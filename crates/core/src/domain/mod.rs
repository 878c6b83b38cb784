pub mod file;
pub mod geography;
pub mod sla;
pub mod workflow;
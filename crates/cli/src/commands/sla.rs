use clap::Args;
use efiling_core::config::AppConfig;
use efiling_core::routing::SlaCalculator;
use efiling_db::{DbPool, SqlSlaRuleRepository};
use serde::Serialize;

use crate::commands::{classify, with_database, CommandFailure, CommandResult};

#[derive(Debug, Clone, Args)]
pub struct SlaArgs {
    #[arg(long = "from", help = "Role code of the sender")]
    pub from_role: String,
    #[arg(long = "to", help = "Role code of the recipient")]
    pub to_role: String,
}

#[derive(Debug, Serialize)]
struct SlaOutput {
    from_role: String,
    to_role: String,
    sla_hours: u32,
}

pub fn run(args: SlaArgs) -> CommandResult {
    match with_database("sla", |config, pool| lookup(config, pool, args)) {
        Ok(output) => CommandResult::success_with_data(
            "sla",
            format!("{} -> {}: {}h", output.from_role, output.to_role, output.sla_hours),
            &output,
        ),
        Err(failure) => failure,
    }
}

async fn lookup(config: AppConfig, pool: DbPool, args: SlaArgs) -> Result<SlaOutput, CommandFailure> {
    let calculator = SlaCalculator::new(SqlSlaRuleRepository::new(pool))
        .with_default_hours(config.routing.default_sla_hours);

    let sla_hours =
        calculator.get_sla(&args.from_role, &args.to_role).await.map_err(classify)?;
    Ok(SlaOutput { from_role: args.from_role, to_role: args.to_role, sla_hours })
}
==
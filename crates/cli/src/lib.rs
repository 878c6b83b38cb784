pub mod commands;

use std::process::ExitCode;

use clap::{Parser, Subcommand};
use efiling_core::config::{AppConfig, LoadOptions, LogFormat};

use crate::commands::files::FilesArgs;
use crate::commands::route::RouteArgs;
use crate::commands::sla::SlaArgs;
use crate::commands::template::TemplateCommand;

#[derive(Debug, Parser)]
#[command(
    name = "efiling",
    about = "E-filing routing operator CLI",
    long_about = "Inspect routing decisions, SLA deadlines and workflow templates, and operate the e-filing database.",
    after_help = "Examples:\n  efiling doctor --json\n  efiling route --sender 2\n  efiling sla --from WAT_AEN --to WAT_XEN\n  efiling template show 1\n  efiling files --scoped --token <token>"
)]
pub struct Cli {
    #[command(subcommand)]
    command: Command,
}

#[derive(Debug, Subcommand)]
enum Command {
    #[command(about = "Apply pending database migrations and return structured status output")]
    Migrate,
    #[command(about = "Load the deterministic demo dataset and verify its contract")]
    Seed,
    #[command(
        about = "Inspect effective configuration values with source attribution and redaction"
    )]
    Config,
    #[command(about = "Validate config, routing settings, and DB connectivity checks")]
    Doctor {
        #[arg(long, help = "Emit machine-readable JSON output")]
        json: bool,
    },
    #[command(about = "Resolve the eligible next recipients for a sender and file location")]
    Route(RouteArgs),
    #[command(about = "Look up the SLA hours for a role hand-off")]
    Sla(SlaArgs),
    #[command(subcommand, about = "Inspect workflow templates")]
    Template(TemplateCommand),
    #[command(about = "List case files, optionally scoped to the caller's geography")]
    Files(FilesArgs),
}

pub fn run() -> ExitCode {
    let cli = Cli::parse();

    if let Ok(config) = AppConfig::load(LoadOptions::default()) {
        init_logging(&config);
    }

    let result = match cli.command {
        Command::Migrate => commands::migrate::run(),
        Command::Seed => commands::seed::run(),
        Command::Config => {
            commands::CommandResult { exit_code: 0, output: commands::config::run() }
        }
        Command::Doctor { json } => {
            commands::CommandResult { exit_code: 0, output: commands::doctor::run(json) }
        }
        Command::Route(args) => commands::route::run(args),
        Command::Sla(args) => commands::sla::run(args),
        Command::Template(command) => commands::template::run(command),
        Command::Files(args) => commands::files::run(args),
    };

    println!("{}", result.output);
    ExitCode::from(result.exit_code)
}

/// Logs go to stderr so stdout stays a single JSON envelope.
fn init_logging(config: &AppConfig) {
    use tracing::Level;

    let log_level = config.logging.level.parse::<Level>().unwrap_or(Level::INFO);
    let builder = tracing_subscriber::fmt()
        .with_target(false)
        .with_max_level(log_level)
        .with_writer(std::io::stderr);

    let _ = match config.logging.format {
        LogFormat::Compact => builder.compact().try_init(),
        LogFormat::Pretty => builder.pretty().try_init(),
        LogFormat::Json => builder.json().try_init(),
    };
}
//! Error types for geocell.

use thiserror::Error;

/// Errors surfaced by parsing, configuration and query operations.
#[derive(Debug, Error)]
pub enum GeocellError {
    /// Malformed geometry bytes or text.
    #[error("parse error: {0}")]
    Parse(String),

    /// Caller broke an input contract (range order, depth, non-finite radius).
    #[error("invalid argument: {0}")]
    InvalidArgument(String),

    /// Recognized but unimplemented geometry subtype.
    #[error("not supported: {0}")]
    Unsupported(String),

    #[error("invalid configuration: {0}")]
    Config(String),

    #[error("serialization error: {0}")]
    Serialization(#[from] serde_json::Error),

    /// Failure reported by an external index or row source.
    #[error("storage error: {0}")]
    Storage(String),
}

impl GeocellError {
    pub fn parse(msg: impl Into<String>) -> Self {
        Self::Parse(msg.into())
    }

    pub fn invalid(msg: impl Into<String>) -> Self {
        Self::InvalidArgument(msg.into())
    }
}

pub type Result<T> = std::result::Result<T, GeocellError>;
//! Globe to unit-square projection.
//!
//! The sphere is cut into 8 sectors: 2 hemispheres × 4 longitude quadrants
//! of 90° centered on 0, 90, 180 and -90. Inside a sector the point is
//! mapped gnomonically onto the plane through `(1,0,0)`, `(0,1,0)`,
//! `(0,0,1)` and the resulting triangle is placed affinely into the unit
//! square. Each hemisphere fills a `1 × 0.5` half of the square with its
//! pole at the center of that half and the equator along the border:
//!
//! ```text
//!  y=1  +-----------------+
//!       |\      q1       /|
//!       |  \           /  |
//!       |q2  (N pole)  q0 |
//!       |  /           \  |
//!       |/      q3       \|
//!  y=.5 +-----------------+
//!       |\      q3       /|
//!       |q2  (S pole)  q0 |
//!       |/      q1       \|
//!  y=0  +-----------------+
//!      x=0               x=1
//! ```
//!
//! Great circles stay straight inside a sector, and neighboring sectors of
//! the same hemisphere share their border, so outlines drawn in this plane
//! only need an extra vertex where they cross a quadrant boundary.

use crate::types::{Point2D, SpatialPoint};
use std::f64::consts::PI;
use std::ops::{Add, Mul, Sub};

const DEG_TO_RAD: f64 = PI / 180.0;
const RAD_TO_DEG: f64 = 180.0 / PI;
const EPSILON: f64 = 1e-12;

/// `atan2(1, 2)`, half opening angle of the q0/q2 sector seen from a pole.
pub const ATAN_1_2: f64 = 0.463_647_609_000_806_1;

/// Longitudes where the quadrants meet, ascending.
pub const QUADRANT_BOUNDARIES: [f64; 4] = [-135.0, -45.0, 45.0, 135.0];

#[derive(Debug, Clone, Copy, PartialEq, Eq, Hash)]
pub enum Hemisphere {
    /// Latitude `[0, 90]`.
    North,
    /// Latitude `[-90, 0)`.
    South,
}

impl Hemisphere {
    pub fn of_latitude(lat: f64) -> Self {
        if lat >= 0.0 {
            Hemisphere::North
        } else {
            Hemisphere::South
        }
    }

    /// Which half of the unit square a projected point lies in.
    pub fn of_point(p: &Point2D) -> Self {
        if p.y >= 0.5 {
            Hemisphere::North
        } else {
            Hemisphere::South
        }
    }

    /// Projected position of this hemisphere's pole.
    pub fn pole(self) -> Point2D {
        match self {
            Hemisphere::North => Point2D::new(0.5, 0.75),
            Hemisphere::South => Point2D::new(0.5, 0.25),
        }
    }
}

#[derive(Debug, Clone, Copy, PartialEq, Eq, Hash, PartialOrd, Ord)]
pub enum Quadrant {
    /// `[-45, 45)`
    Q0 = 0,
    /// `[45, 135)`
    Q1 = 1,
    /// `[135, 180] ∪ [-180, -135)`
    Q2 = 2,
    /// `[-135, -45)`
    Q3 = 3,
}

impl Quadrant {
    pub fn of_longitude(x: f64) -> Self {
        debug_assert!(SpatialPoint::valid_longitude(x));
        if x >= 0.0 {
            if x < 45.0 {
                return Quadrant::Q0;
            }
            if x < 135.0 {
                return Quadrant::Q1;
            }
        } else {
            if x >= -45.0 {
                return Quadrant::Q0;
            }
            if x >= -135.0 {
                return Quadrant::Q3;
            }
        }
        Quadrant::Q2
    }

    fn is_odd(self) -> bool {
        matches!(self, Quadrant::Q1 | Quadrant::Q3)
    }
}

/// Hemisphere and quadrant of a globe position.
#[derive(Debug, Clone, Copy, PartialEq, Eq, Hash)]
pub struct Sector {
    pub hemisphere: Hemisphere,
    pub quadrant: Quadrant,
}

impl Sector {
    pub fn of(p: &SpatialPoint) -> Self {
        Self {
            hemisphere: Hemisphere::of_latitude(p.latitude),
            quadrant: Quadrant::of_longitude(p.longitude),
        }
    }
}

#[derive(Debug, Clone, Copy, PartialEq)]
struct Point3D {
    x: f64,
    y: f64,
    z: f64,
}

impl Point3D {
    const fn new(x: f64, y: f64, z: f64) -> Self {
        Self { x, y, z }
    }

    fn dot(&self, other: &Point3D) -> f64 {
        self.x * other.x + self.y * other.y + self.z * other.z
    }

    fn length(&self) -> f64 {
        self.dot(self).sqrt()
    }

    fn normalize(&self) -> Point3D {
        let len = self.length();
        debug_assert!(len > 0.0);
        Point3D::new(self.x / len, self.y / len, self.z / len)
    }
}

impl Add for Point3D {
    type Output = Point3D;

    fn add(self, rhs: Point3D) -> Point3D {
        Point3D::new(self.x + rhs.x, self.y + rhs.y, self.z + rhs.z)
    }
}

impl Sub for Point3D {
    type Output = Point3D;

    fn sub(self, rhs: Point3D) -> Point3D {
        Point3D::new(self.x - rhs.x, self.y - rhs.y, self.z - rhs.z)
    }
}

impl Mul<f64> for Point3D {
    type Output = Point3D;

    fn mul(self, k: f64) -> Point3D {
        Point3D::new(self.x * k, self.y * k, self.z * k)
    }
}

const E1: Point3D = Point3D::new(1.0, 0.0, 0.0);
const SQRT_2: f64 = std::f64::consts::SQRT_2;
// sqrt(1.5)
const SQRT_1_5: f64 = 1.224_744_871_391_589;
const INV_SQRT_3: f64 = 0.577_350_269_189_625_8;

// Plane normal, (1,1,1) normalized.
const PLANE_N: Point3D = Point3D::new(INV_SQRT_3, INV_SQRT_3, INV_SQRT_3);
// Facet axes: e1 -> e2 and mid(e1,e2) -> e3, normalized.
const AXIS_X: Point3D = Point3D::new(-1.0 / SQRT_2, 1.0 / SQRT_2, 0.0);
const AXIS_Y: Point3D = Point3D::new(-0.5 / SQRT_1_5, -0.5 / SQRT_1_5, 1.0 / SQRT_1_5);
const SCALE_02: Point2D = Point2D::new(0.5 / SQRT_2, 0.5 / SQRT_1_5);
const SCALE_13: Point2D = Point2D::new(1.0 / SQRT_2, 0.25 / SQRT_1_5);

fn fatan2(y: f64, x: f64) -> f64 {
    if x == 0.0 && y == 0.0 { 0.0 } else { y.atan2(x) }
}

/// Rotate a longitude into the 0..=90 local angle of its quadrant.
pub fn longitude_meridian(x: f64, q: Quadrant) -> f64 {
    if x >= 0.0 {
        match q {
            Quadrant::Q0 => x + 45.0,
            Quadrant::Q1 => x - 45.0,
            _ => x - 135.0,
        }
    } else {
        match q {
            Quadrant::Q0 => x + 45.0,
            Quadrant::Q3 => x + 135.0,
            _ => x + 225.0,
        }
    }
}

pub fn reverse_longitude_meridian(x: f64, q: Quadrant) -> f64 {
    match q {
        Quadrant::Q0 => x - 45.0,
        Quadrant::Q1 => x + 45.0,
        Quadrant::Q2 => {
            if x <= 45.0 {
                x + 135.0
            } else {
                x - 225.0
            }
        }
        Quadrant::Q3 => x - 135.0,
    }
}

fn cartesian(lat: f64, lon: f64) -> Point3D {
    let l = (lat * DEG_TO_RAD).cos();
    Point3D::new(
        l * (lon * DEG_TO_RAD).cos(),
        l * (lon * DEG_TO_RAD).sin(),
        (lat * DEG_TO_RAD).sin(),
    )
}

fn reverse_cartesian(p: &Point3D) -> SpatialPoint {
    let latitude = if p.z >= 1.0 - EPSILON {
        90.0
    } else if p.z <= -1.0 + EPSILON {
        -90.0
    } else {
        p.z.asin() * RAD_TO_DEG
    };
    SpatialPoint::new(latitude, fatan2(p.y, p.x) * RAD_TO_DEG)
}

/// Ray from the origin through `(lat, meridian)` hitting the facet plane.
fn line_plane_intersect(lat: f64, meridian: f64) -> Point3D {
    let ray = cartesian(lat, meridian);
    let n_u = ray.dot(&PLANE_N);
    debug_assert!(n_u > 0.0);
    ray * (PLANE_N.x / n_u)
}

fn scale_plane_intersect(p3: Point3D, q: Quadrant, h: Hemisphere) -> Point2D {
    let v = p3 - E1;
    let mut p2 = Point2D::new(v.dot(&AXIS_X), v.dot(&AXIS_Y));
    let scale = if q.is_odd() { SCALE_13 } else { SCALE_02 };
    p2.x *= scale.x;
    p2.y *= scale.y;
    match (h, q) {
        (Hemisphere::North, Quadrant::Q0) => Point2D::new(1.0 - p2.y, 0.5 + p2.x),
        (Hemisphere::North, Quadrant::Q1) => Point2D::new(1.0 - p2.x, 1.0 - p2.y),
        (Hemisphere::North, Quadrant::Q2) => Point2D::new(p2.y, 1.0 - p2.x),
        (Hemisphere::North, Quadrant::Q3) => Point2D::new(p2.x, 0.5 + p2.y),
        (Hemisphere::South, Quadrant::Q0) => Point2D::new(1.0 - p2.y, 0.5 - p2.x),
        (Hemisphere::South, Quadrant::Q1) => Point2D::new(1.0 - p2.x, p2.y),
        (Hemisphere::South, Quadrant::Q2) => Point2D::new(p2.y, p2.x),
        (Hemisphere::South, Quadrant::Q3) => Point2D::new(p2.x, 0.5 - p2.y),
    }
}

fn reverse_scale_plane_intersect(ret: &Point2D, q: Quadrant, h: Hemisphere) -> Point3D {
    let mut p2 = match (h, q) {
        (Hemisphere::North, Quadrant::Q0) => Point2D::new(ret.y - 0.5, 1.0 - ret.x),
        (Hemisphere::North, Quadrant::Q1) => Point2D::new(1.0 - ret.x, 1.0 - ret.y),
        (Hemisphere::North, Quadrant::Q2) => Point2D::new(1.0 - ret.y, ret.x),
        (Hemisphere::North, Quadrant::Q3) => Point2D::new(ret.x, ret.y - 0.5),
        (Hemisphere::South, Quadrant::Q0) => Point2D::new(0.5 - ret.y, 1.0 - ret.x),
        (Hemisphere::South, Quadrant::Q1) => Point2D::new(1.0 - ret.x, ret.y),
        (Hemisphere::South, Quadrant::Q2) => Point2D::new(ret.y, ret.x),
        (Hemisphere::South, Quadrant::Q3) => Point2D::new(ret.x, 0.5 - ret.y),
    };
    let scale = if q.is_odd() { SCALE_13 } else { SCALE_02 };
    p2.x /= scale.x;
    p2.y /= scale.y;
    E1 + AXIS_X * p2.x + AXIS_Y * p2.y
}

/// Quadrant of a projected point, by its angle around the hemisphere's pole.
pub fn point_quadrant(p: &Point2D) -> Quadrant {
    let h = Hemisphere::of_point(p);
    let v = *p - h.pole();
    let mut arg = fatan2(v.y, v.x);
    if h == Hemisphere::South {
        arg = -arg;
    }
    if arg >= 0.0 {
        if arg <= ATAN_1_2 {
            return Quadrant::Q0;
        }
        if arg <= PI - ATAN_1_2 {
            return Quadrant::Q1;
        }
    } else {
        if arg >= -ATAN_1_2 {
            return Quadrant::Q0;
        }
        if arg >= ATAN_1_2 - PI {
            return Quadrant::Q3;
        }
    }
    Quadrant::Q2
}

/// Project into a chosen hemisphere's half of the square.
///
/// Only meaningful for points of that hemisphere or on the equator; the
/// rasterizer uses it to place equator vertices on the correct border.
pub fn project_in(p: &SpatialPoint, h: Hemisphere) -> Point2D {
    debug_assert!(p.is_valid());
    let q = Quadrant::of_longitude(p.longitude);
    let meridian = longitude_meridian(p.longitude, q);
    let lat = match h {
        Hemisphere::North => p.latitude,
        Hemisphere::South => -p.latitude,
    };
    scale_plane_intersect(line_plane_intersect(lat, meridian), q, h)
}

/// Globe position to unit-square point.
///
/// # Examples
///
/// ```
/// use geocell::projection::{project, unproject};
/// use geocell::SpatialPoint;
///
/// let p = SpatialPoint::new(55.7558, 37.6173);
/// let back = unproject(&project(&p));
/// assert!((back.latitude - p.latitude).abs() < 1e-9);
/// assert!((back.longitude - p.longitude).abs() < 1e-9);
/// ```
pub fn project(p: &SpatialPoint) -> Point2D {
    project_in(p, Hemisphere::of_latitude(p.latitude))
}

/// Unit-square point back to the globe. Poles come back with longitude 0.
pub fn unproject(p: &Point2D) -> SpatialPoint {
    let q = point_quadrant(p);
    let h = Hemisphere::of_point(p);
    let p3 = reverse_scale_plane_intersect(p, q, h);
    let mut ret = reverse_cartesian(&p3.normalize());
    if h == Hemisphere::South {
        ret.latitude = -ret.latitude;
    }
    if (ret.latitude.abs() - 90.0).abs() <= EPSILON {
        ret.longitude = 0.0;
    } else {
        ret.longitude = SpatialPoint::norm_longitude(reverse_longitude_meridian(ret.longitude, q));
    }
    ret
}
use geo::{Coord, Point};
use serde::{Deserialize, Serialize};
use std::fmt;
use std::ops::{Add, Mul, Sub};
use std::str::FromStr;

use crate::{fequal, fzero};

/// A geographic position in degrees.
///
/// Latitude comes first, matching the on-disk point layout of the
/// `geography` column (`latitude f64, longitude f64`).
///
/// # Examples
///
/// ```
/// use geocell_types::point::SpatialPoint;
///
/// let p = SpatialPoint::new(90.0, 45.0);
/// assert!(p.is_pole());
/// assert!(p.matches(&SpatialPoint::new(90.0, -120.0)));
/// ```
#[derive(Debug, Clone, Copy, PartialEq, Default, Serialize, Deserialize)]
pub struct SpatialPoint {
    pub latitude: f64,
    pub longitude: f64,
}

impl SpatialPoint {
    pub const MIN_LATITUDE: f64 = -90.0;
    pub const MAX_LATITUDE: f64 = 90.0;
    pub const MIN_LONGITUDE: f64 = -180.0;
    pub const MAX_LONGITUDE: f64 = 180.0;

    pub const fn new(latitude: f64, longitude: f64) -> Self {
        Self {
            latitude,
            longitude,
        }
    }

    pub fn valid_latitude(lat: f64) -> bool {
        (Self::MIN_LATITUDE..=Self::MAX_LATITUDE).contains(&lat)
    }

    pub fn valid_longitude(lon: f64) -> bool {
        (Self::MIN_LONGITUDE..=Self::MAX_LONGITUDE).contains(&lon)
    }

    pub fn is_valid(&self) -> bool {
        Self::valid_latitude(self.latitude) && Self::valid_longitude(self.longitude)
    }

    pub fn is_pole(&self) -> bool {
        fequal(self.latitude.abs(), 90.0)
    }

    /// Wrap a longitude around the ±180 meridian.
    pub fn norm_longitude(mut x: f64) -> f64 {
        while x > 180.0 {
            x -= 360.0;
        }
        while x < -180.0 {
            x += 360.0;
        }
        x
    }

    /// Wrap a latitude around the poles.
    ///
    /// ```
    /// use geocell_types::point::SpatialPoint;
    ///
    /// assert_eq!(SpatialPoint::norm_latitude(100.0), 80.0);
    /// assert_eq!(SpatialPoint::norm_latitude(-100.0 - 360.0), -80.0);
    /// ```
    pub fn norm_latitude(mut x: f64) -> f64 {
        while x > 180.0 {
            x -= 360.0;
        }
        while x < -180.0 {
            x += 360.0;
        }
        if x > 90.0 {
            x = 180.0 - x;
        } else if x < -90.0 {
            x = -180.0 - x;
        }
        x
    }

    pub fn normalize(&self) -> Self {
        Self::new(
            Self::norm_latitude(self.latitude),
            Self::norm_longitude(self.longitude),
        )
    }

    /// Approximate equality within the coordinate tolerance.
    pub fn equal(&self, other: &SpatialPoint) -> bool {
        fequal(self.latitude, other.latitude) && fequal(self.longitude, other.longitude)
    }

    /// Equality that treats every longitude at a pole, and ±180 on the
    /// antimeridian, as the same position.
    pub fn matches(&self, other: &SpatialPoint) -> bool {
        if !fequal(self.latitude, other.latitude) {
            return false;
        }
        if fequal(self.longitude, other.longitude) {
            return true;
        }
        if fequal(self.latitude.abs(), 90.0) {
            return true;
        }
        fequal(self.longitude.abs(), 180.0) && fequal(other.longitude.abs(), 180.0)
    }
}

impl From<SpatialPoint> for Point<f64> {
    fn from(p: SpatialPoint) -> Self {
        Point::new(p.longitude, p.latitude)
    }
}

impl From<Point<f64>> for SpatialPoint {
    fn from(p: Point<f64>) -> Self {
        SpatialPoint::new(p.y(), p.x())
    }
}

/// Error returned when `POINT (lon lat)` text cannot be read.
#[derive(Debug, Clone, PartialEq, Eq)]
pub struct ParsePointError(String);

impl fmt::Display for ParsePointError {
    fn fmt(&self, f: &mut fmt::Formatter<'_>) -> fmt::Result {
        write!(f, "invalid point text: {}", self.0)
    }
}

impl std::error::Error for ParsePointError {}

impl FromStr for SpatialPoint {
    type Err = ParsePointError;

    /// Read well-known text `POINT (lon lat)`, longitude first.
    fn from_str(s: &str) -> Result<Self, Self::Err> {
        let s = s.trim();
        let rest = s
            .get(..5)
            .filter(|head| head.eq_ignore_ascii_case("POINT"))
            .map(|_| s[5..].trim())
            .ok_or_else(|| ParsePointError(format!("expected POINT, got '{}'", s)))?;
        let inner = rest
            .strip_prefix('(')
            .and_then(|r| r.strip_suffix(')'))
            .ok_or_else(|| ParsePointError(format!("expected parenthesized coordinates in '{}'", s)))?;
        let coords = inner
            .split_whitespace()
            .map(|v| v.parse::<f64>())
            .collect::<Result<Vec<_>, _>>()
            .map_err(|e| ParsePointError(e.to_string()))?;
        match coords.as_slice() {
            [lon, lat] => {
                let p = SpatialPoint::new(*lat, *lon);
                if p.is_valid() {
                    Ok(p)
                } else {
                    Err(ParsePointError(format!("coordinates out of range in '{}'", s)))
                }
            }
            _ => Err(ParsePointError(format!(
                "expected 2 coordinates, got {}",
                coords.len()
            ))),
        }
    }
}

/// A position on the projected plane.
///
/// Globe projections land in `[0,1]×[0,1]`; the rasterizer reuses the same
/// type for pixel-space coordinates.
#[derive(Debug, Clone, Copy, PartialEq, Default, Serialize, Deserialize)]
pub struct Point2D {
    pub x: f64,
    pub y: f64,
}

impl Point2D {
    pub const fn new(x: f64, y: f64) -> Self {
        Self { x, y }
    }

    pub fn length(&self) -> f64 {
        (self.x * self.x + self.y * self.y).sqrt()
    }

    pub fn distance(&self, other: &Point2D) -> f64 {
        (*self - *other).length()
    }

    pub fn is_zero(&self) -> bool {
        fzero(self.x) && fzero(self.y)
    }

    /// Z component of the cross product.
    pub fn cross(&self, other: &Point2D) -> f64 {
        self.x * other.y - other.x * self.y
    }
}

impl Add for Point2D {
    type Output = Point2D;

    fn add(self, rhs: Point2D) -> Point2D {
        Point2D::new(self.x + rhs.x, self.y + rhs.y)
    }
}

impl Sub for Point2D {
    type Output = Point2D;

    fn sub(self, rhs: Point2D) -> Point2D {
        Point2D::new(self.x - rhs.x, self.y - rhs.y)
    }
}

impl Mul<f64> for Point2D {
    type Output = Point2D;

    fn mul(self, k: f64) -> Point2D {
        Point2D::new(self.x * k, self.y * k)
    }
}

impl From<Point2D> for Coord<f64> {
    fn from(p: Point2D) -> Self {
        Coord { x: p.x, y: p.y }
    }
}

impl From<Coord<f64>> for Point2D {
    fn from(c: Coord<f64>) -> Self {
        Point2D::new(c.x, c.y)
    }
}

- **TASK GOAL**
Scan the lines above for "let result = match" and for "pub fn invalid(msg: impl". Repeat exactly the line holding each of them and every line in between.

- **YOUR RESPONSE**
    let result = match cli.command {
        Command::Migrate => commands::migrate::run(),
        Command::Seed => commands::seed::run(),
        Command::Config => {
            commands::CommandResult { exit_code: 0, output: commands::config::run() }
        }
        Command::Doctor { json } => {
            commands::CommandResult { exit_code: 0, output: commands::doctor::run(json) }
        }
        Command::Route(args) => commands::route::run(args),
        Command::Sla(args) => commands::sla::run(args),
        Command::Template(command) => commands::template::run(command),
        Command::Files(args) => commands::files::run(args),
    };

    println!("{}", result.output);
    ExitCode::from(result.exit_code)
}

/// Logs go to stderr so stdout stays a single JSON envelope.
fn init_logging(config: &AppConfig) {
    use tracing::Level;

    let log_level = config.logging.level.parse::<Level>().unwrap_or(Level::INFO);
    let builder = tracing_subscriber::fmt()
        .with_target(false)
        .with_max_level(log_level)
        .with_writer(std::io::stderr);

    let _ = match config.logging.format {
        LogFormat::Compact => builder.compact().try_init(),
        LogFormat::Pretty => builder.pretty().try_init(),
        LogFormat::Json => builder.json().try_init(),
    };
}
//! Error types for geocell.

use thiserror::Error;

/// Errors surfaced by parsing, configuration and query operations.
#[derive(Debug, Error)]
pub enum GeocellError {
    /// Malformed geometry bytes or text.
    #[error("parse error: {0}")]
    Parse(String),

    /// Caller broke an input contract (range order, depth, non-finite radius).
    #[error("invalid argument: {0}")]
    InvalidArgument(String),

    /// Recognized but unimplemented geometry subtype.
    #[error("not supported: {0}")]
    Unsupported(String),

    #[error("invalid configuration: {0}")]
    Config(String),

    #[error("serialization error: {0}")]
    Serialization(#[from] serde_json::Error),

    /// Failure reported by an external index or row source.
    #[error("storage error: {0}")]
    Storage(String),
}

impl GeocellError {
    pub fn parse(msg: impl Into<String>) -> Self {
        Self::Parse(msg.into())
    }

    pub fn invalid(msg: impl Into<String>) -> Self {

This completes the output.